YOUR GOAL
Each line of the material must be returned exactly.
------------------------
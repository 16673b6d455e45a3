//! Port definition for image caching.

use std::sync::Arc;

use crate::domain::entities::ImageKey;

/// Result type for cache operations.
pub type CacheResult<T> = std::result::Result<T, CacheError>;

/// Errors that can occur during cache operations.
#[derive(Debug, Clone, thiserror::Error)]
pub enum CacheError {
    /// I/O error during cache operation.
    #[error("IO error: {0}")]
    IoError(String),
}

/// Port for the decoded-image memory cache.
///
/// The cache is shared mutable state that may be evicted concurrently,
/// so a miss is always a valid answer. Implementations must be thread-safe.
#[async_trait::async_trait]
pub trait ImageCachePort: Send + Sync {
    /// Attempts to get an image from the cache.
    /// Returns None if not cached.
    async fn get(&self, key: &ImageKey) -> Option<Arc<image::DynamicImage>>;

    /// Stores an image in the cache.
    async fn put(&self, key: ImageKey, image: Arc<image::DynamicImage>);

    /// Removes an image from the cache.
    async fn evict(&self, key: &ImageKey);

    /// Returns the current number of cached images.
    fn len(&self) -> usize;

    /// Returns the maximum number of cached images.
    fn capacity(&self) -> usize;

    /// Returns true if the cache is empty.
    fn is_empty(&self) -> bool {
        self.len() == 0
    }

    /// Clears all images from the cache.
    async fn clear(&self);
}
------------------------
EXERCISE SOLUTION
repository 16673b6d455e45a3
//! Port definition for image caching.

use std::sync::Arc;

use crate::domain::entities::ImageKey;

/// Result type for cache operations.
pub type CacheResult<T> = std::result::Result<T, CacheError>;

/// Errors that can occur during cache operations.
#[derive(Debug, Clone, thiserror::Error)]
pub enum CacheError {
    /// I/O error during cache operation.
    #[error("IO error: {0}")]
    IoError(String),
}

/// Port for the decoded-image memory cache.
///
/// The cache is shared mutable state that may be evicted concurrently,
/// so a miss is always a valid answer. Implementations must be thread-safe.
#[async_trait::async_trait]
pub trait ImageCachePort: Send + Sync {
    /// Attempts to get an image from the cache.
    /// Returns None if not cached.
    async fn get(&self, key: &ImageKey) -> Option<Arc<image::DynamicImage>>;

    /// Stores an image in the cache.
    async fn put(&self, key: ImageKey, image: Arc<image::DynamicImage>);

    /// Removes an image from the cache.
    async fn evict(&self, key: &ImageKey);

    /// Returns the current number of cached images.
    fn len(&self) -> usize;

    /// Returns the maximum number of cached images.
    fn capacity(&self) -> usize;

    /// Returns true if the cache is empty.
    fn is_empty(&self) -> bool {
        self.len() == 0
    }

    /// Clears all images from the cache.
    async fn clear(&self);
}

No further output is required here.